No, because he had net earnings from the cabinet business and thus pays taxes on it!! And thats it for me. Im tired of whatever this is.

That's the issue when you say you want to tax "only wages and nothing else" : determining what constitutes "wages".

Is rental income "wages"? Is selling a property at a gain "wages"? Or are the only people that are going to be paying taxes the people that are employed and being paid a "wage" from someone else?
 
No, because he had net earnings from the cabinet business and thus pays taxes on it!! And thats it for me. Im tired of whatever this is.

OK, but you're confirming the point - a "simple" and fair income tax system is one that taxes income from whatever source derived at the same rates.
 
OK, but you're confirming the point - a "simple" and fair income tax system is one that taxes income from whatever source derived at the same rates.

No, but like I said. Ive had enough. No need to reply anymore
 
No, but like I said. Ive had enough. No need to reply anymore

I don't care if you reply or not, but what I've been pointing out is that it's really impossible to carve out a narrow definition of income, and only tax that, without introducing both enormous complexity and a dysfunctional tax system that will tax two identical transactions in substance entirely differently based only on the form.

If you only tax wages or labor, as I've pointed out, then tax planners will find all kinds of creative ways to convert "wages" or income from "labor" to anything else that is tax free.

We have taxed "capital gains" at lower rates for most of recent history, and by some accounts about half the functional complexity in the tax system is related to defining "capital gains" because smart tax planners spend enormous effort (and charge huge fees - 7 figures or more in many cases) converting what is in reality ordinary income taxed at roughly 40% to capital gains taxed at roughly half that amount.

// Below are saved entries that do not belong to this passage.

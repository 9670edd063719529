//! Backend parity: the in-process Z3 solver and the SMT-LIB process
//! backends must agree on the quantified LIA queries the engine issues.
//!
//! Process tests are `#[ignore]`d since they need a `z3` or `cvc5` binary on
//! PATH. Run them with `cargo test -- --ignored`.

use mondec_smt::backends::smtlib_process::SmtLibProcess;
use mondec_smt::backends::z3_backend::Z3Solver;
use mondec_smt::formula::Var;
use mondec_smt::solver::{SatAnswer, SmtSolver};
use mondec_smt::sorts::SmtSort;
use mondec_smt::terms::SmtTerm;

fn x() -> SmtTerm {
    SmtTerm::var("x")
}

fn y() -> SmtTerm {
    SmtTerm::var("y")
}

/// A query and the free constants it needs.
struct Query {
    vars: Vec<Var>,
    term: SmtTerm,
}

impl Query {
    fn on<S: SmtSolver>(&self, solver: &mut S) -> SatAnswer {
        solver.solve(&self.vars, &self.term).unwrap()
    }

    /// Same answer kind; models may differ between backends.
    fn agree<A: SmtSolver, B: SmtSolver>(&self, a: &mut A, b: &mut B) -> bool {
        std::mem::discriminant(&self.on(a)) == std::mem::discriminant(&self.on(b))
    }
}

/// `exists b. forall y. y > b => y + x > 3`, satisfiable for every x.
fn eventually_above() -> Query {
    let body = y().gt(SmtTerm::var("b")).implies(y().add(x()).gt(SmtTerm::int(3)));
    Query {
        vars: vec![Var::int("b"), Var::int("x")],
        term: SmtTerm::forall(vec![("y".into(), SmtSort::Int)], body),
    }
}

/// `forall y. y mod 2 = 0`, unsatisfiable.
fn all_even() -> Query {
    Query {
        vars: Vec::new(),
        term: SmtTerm::forall(
            vec![("y".into(), SmtSort::Int)],
            SmtTerm::congruent(y(), SmtTerm::int(0), 2),
        ),
    }
}

/// `x = 2 (mod 4) && x = 1 (mod 2)`, unsatisfiable.
fn clashing_residues() -> Query {
    Query {
        vars: vec![Var::int("x")],
        term: SmtTerm::and(vec![
            SmtTerm::congruent(x(), SmtTerm::int(2), 4),
            SmtTerm::congruent(x(), SmtTerm::int(1), 2),
        ]),
    }
}

#[test]
fn z3_bounded_range_is_sat() {
    let query = Query {
        vars: vec![Var::int("x")],
        term: SmtTerm::and(vec![x().gt(SmtTerm::int(0)), x().lt(SmtTerm::int(2))]),
    };
    match query.on(&mut Z3Solver::new()) {
        SatAnswer::Sat(model) => assert_eq!(model.get_int("x"), Some(1)),
        other => panic!("expected sat, got {other:?}"),
    }
}

#[test]
fn z3_congruence_unsat() {
    assert_eq!(clashing_residues().on(&mut Z3Solver::new()), SatAnswer::Unsat);
}

#[test]
fn z3_lia_quantified_sat() {
    let mut solver = Z3Solver::for_logic("LIA", 30).unwrap();
    assert!(eventually_above().on(&mut solver).is_sat());
}

#[test]
fn z3_lia_quantified_unsat() {
    let mut solver = Z3Solver::for_logic("LIA", 30).unwrap();
    assert_eq!(all_even().on(&mut solver), SatAnswer::Unsat);
}

#[test]
fn z3_solve_forgets_previous_assertions() {
    let mut solver = Z3Solver::new();
    assert_eq!(all_even().on(&mut solver), SatAnswer::Unsat);
    let query = Query {
        vars: vec![Var::int("x")],
        term: x().eq(SmtTerm::int(1)),
    };
    assert!(query.on(&mut solver).is_sat());
}

#[test]
#[ignore = "requires a z3 binary on PATH"]
fn z3_process_matches_in_process() {
    let mut in_process = Z3Solver::for_logic("LIA", 30).unwrap();
    let mut process = SmtLibProcess::z3("LIA", 30).unwrap();
    for query in [eventually_above(), all_even(), clashing_residues()] {
        assert!(query.agree(&mut in_process, &mut process));
    }
}

#[test]
#[ignore = "requires cvc5 binary on PATH"]
fn cvc5_matches_z3() {
    let mut z3 = Z3Solver::for_logic("LIA", 30).unwrap();
    let mut cvc5 = SmtLibProcess::cvc5("LIA", 30).unwrap();
    for query in [eventually_above(), all_even(), clashing_residues()] {
        assert!(query.agree(&mut z3, &mut cvc5));
    }
}

#[test]
#[ignore = "requires cvc5 binary on PATH"]
fn cvc5_model_extraction() {
    let mut cvc5 = SmtLibProcess::cvc5("LIA", 30).unwrap();
    let query = Query {
        vars: vec![Var::int("x")],
        term: x().add(SmtTerm::int(3)).eq(SmtTerm::int(0)),
    };
    match query.on(&mut cvc5) {
        SatAnswer::Sat(model) => assert_eq!(model.get_int("x"), Some(-3)),
        other => panic!("expected sat, got {other:?}"),
    }
}
use crate::error::MondecError;

/// Whether `m` divides `a - b`.
///
/// Computed in `i128`, so it holds for every pair of `i64`s.
pub fn congruent(a: i64, b: i64, m: i64) -> Result<bool, MondecError> {
    if m <= 0 {
        return Err(MondecError::InvalidArgument(format!(
            "modulus must be positive, got {m}"
        )));
    }
    let diff = i128::from(a) - i128::from(b);
    Ok(diff.rem_euclid(i128::from(m)) == 0)
}

/// Least non-negative residue of `a` modulo `m` (`m > 0`).
pub(crate) fn residue(a: i64, m: i64) -> i64 {
    a.rem_euclid(m)
}

pub(crate) fn gcd(a: i64, b: i64) -> i64 {
    let (mut a, mut b) = (a.unsigned_abs(), b.unsigned_abs());
    while b != 0 {
        let t = a % b;
        a = b;
        b = t;
    }
    // gcd of two i64 magnitudes only exceeds i64::MAX for gcd(MIN, MIN)/gcd(MIN, 0)
    i64::try_from(a).unwrap_or(i64::MAX)
}

/// Least common multiple of two positive integers, `None` on overflow.
pub(crate) fn lcm(a: i64, b: i64) -> Option<i64> {
    if a <= 0 || b <= 0 {
        return None;
    }
    (a / gcd(a, b)).checked_mul(b)
}

#[cfg(test)]
mod tests {
    use super::*;
    use proptest::prelude::*;

    #[test]
    fn congruent_basic() {
        assert!(congruent(7, 1, 3).unwrap());
        assert!(!congruent(7, 2, 3).unwrap());
        assert!(congruent(-1, 1, 2).unwrap());
        assert!(congruent(5, 5, 1).unwrap());
    }

    #[test]
    fn congruent_rejects_non_positive_modulus() {
        assert!(matches!(
            congruent(1, 1, 0),
            Err(MondecError::InvalidArgument(_))
        ));
        assert!(matches!(
            congruent(1, 1, -4),
            Err(MondecError::InvalidArgument(_))
        ));
    }

    #[test]
    fn congruent_extreme_values_do_not_overflow() {
        assert!(congruent(i64::MAX, i64::MIN, 1).unwrap());
        // MAX - MIN = 2^64 - 1, which is odd
        assert!(!congruent(i64::MAX, i64::MIN, 2).unwrap());
    }

    #[test]
    fn lcm_and_gcd() {
        assert_eq!(gcd(12, 18), 6);
        assert_eq!(gcd(-4, 6), 2);
        assert_eq!(lcm(4, 6), Some(12));
        assert_eq!(lcm(1, 7), Some(7));
        assert_eq!(lcm(i64::MAX, i64::MAX - 1), None);
        assert_eq!(lcm(0, 3), None);
    }

    #[test]
    fn residue_is_non_negative() {
        assert_eq!(residue(-7, 3), 2);
        assert_eq!(residue(7, 3), 1);
    }

    proptest! {
        #[test]
        fn congruence_is_symmetric(a in any::<i64>(), b in any::<i64>(), m in 1i64..1000) {
            prop_assert_eq!(congruent(a, b, m).unwrap(), congruent(b, a, m).unwrap());
        }

        #[test]
        fn congruence_is_reflexive(a in any::<i64>(), m in 1i64..i64::MAX) {
            prop_assert!(congruent(a, a, m).unwrap());
        }

        #[test]
        fn congruence_survives_shift(
            a in -1_000_000i64..1_000_000,
            b in -1_000_000i64..1_000_000,
            m in 1i64..1000,
        ) {
            if congruent(a, b, m).unwrap() {
                prop_assert!(congruent(a + m, b, m).unwrap());
            }
        }

        #[test]
        fn lcm_is_a_common_multiple(a in 1i64..10_000, b in 1i64..10_000) {
            let l = lcm(a, b).unwrap();
            prop_assert_eq!(l % a, 0);
            prop_assert_eq!(l % b, 0);
            prop_assert!(l <= a * b);
        }
    }
}
//! Theory-agnostic monadic decomposition by oracle-driven class discovery.
//!
//! The checker grows a [`Partition`] of the distinguished variable's domain.
//! A value joins a class when the oracle proves it interchangeable with the
//! class representative, and a new class is opened only after it has been
//! shown interchangeable with none of them. The search ends when the
//! strategy reports the partition exhaustive.
//!
//! On a relation that is not decomposable the loop never ends by itself;
//! [`SearchBudget`] bounds it and exhaustion is reported as
//! [`Decomposition::BudgetExceeded`].

pub mod strategy;

use mondec_smt::formula::{Formula, Var};
use mondec_smt::solver::ModelValue;
use tracing::{debug, info};

use crate::budget::{SearchBudget, SearchStats};
use crate::error::MondecError;
use crate::oracle::{Oracle, Validity};
use crate::partition::Partition;
use crate::relation::Relation;

pub use strategy::{
    CandidateStrategy, Certification, CounterexampleGuided, Enumerate, Probe, Session,
    StrategyChoice,
};

/// Outcome of a generic decomposition.
#[derive(Debug, Clone, PartialEq, Eq)]
pub enum Decomposition {
    /// The partition is exhaustive and witnesses decomposability.
    Decomposable(Partition),
    /// The oracle returned unknown.
    Inconclusive { reason: String, partial: Partition },
    /// The budget ran out before the search finished.
    BudgetExceeded { reason: String, partial: Partition },
}

impl Decomposition {
    pub fn is_decomposable(&self) -> bool {
        matches!(self, Decomposition::Decomposable(_))
    }

    /// The partition reached, complete or not.
    pub fn partition(&self) -> &Partition {
        match self {
            Decomposition::Decomposable(p) => p,
            Decomposition::Inconclusive { partial, .. } => partial,
            Decomposition::BudgetExceeded { partial, .. } => partial,
        }
    }
}

/// Options for [`GenericChecker`].
#[derive(Debug, Clone, Default)]
pub struct GenericOptions {
    pub strategy: StrategyChoice,
    pub budget: SearchBudget,
}

pub struct GenericChecker<O: Oracle> {
    oracle: O,
    strategy: Box<dyn CandidateStrategy>,
    budget: SearchBudget,
    last_stats: SearchStats,
}

impl<O: Oracle> GenericChecker<O> {
    pub fn new(oracle: O, options: GenericOptions) -> Self {
        Self::with_strategy(oracle, options.strategy.build(), options.budget)
    }

    pub fn with_strategy(
        oracle: O,
        strategy: Box<dyn CandidateStrategy>,
        budget: SearchBudget,
    ) -> Self {
        Self {
            oracle,
            strategy,
            budget,
            last_stats: SearchStats::default(),
        }
    }

    pub fn oracle(&self) -> &O {
        &self.oracle
    }

    pub fn into_oracle(self) -> O {
        self.oracle
    }

    pub fn budget_mut(&mut self) -> &mut SearchBudget {
        &mut self.budget
    }

    /// Counters of the most recent [`decompose`](Self::decompose) call.
    pub fn last_stats(&self) -> SearchStats {
        self.last_stats
    }

    pub fn decompose(&mut self, relation: &Relation) -> Result<Decomposition, MondecError> {
        let mut partition = Partition::new(relation.var().clone());
        let mut stats = SearchStats::default();
        self.strategy.reset();
        let outcome = self.search(relation, &mut partition, &mut stats);
        self.last_stats = stats;
        let outcome = outcome?;
        match &outcome {
            Decomposition::Decomposable(p) => info!(
                var = %relation.var(),
                strategy = self.strategy.name(),
                classes = p.len(),
                queries = stats.queries,
                "generic: decomposable"
            ),
            Decomposition::Inconclusive { reason, .. } => info!(
                var = %relation.var(),
                %reason,
                "generic: inconclusive"
            ),
            Decomposition::BudgetExceeded { reason, partial } => info!(
                var = %relation.var(),
                %reason,
                classes = partial.len(),
                "generic: budget exceeded"
            ),
        }
        Ok(outcome)
    }

    fn search(
        &mut self,
        relation: &Relation,
        partition: &mut Partition,
        stats: &mut SearchStats,
    ) -> Result<Decomposition, MondecError> {
        loop {
            let probe = {
                let mut session = Session::new(&mut self.oracle, &self.budget, stats);
                self.strategy.next_probe(relation, partition, &mut session)?
            };
            let step = match probe {
                Probe::Exhaustive => return Ok(Decomposition::Decomposable(partition.clone())),
                Probe::Unknown(reason) => Step::Inconclusive(reason),
                Probe::Halted(reason) => Step::Halted(reason),
                Probe::Distinct(value) => {
                    stats.candidates += 1;
                    Self::open_class(partition, stats, value);
                    Step::Continue
                }
                Probe::Candidate(value) => {
                    stats.candidates += 1;
                    self.classify(relation, partition, stats, value)?
                }
            };
            let step = match step {
                Step::Continue => match self.budget.exhausted(stats) {
                    Some(reason) => Step::Halted(reason),
                    None => Step::Continue,
                },
                other => other,
            };
            match step {
                Step::Continue => {}
                Step::Inconclusive(reason) => {
                    return Ok(Decomposition::Inconclusive {
                        reason,
                        partial: partition.clone(),
                    })
                }
                Step::Halted(reason) => {
                    return Ok(Decomposition::BudgetExceeded {
                        reason,
                        partial: partition.clone(),
                    })
                }
            }
        }
    }

    /// Place `value` in the first class whose representative it is
    /// interchangeable with, or in a new class.
    fn classify(
        &mut self,
        relation: &Relation,
        partition: &mut Partition,
        stats: &mut SearchStats,
        value: ModelValue,
    ) -> Result<Step, MondecError> {
        if partition.contains(&value) {
            return Ok(Step::Continue);
        }
        for (idx, rep) in partition.representatives().into_iter().enumerate() {
            if let Some(reason) = self.budget.exhausted(stats) {
                return Ok(Step::Halted(reason));
            }
            let query = relation.interchangeability_query(&value, &rep)?;
            let answer = {
                let mut session = Session::new(&mut self.oracle, &self.budget, stats);
                session.validity(&query)?
            };
            match answer {
                Validity::Valid => {
                    debug!(var = %relation.var(), %value, %rep, "generic: joins class");
                    partition.join(idx, value);
                    return Ok(Step::Continue);
                }
                Validity::Invalid(_) => {}
                Validity::Unknown(reason) => return Ok(Step::Inconclusive(reason)),
            }
        }
        Self::open_class(partition, stats, value);
        Ok(Step::Continue)
    }

    fn open_class(partition: &mut Partition, stats: &mut SearchStats, value: ModelValue) {
        let idx = partition.open_class(value);
        stats.classes = partition.len();
        debug!(var = %partition.var(), %value, class = idx, "generic: new class");
    }
}

enum Step {
    Continue,
    Inconclusive(String),
    Halted(String),
}

/// Decompose `formula` with respect to `variables[0]`.
pub fn decompose<O: Oracle>(
    oracle: O,
    formula: &Formula,
    variables: &[Var],
    options: GenericOptions,
) -> Result<Decomposition, MondecError> {
    let relation = Relation::from_variables(formula.clone(), variables)?;
    GenericChecker::new(oracle, options).decompose(&relation)
}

So there are lots of rules in the code, regulations, Rev. Procs, Rev. Rulings, PLRs, and dozens or hundreds of court cases, many of them at the Supreme Court, that set the boundaries for what is and isn't "capital gains." And still the IRS is always behind creative lawyers and tax planners who find new loopholes, like Whack a Mole.

When the tax rate on dividends when down, of course every owner of a closely held corporation had a powerful incentive to not pay ANY salary to themselves, and get all their pay through "dividends." So the code and regs have a lot of rules to prevent "abuse" and require that if the owner provided services, was actively managing the corporation, it must pay out a reasonable salary. If the code exempts 'interest income' (as a lot of 'flat tax' proposals do) obviously insiders have a powerful incentive to move "loans" into their entities at very high interest rates - e.g. 40% annual interest rates. 80% annual rates. Why not? and extract earnings from their closely held businesses that way. And of course the code and regs will have to be amended to prevent abuse of that and only allow "reasonable" or "market" rates of interest, which are nothing but guesses.

It matters now because Trump's proposal is to tax "businesses" at 15%, but leave wages and labor income taxed at rates up to 30% or whatever the final rates end up. Well, my wife and I get consulting income paid to us personally. If the law passes, we'll, obviously, form an LLC probably and have the people paying us write a check to "JasperL, LLC" or "JasperL, Inc." and convert that income to "business income" that Trump wants to tax at 15%. Obviously, the law will have rules to prevent "abuse" of this GIGANTIC loophole, and little guys like us will mostly be out of luck after a while, but the big boys will likely successfully argue, e.g., that what was previously $5 million in "salary" is now $1 million in "salary" and $4 million in "business" income. It's moronic tax policy, unless the idea is to hand huge tax cuts to the wealthy who can arrange their affairs so that nearly all of their income is now preferentially taxed at rates that now apply to the working poor.
 
Ok, well Im not reading anymore beyond the first few words. Was trying to save you some typing.

You're not the only participant on DP and I didn't expect you to read it or reply to it since your mind is made up.